What to do: Once the line with "algorithm — no I/O." is found in the entries below, print it and each following line exactly, stopping after the line with "pub use segment::Segment;"; print nothing else.

- Opening Delimiter -

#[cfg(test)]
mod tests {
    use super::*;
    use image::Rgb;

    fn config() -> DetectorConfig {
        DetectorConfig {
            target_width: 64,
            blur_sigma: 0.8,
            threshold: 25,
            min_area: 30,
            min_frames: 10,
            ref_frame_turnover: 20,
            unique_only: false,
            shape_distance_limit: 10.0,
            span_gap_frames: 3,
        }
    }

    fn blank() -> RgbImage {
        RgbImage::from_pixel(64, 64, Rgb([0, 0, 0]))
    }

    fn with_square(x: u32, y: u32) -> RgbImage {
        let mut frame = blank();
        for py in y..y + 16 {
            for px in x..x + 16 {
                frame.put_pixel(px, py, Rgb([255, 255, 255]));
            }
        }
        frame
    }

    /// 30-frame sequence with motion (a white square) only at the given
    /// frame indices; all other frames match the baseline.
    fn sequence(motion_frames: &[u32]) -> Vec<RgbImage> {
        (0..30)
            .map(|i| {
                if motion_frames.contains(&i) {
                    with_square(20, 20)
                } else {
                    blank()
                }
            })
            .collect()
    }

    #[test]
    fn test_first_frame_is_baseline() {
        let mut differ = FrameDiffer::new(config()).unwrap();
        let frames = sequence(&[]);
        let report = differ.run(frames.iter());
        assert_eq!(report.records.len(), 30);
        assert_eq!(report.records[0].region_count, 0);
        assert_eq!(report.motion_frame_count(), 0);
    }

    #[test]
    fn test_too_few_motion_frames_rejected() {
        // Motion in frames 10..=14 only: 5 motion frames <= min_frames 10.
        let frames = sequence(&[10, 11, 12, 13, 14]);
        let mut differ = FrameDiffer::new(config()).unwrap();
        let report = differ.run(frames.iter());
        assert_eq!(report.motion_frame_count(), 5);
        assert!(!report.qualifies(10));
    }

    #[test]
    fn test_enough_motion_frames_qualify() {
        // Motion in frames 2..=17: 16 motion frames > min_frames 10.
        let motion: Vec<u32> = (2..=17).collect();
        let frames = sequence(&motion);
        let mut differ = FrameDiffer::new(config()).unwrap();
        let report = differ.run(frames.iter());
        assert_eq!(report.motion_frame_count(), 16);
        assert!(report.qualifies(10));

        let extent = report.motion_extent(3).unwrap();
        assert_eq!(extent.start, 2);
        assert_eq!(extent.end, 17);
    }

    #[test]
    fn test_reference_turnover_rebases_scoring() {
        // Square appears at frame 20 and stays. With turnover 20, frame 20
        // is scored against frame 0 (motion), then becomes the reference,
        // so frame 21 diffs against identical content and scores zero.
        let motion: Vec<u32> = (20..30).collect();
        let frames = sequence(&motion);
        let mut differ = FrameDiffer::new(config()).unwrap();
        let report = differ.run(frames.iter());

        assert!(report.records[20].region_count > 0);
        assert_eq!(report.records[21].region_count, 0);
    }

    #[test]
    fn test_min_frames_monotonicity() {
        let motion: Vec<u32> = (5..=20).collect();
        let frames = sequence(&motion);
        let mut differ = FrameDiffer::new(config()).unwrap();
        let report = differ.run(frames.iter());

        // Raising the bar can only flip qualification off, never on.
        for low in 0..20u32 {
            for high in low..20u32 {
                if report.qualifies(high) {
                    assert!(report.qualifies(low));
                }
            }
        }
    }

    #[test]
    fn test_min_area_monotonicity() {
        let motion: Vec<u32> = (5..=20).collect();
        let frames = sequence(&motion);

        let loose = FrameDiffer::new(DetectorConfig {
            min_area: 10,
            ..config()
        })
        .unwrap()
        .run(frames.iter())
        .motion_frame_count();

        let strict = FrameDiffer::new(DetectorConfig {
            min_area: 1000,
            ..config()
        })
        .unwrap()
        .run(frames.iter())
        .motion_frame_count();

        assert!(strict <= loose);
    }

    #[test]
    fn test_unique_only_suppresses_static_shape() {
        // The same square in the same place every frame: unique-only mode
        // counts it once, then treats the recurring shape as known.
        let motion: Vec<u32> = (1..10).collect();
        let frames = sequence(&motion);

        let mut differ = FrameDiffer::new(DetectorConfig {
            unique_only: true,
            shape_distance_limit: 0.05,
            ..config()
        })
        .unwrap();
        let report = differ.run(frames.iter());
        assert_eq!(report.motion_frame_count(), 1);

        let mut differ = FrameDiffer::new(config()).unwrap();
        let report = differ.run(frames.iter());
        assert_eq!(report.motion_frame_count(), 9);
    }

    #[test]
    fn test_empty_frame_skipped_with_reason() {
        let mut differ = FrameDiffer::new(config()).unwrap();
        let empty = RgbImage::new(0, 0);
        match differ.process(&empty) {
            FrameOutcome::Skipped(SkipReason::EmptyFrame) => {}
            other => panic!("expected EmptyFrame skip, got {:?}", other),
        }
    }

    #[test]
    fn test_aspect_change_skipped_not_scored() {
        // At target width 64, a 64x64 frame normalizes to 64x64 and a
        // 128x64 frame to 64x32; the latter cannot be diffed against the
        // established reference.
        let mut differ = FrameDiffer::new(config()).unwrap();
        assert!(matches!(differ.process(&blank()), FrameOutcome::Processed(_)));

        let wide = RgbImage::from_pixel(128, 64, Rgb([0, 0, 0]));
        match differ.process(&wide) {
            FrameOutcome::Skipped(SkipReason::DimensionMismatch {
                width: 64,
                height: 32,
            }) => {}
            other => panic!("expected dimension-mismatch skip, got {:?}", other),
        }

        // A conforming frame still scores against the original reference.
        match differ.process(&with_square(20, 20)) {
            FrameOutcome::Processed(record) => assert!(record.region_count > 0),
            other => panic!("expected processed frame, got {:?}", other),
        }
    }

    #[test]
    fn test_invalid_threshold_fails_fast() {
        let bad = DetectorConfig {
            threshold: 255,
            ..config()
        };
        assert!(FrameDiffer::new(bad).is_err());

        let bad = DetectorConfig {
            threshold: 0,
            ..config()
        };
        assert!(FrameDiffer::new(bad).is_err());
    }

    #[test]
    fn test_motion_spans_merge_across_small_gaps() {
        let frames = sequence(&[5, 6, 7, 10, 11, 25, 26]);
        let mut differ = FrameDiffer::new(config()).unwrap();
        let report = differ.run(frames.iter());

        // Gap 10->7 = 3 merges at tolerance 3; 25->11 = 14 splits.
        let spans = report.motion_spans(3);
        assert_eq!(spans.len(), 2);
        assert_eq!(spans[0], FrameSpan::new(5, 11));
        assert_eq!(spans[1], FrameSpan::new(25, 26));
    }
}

- Closing Delimiter -
- Opening Delimiter -

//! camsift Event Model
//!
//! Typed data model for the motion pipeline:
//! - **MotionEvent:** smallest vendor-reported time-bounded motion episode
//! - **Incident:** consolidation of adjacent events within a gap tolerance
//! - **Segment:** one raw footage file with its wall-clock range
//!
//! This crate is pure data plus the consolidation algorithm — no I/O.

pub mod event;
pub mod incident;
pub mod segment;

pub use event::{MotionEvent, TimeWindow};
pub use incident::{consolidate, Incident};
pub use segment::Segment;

- Closing Delimiter -

Exercise answer:
//! This crate is pure data plus the consolidation algorithm — no I/O.

pub mod event;
pub mod incident;
pub mod segment;

pub use event::{MotionEvent, TimeWindow};
pub use incident::{consolidate, Incident};
pub use segment::Segment;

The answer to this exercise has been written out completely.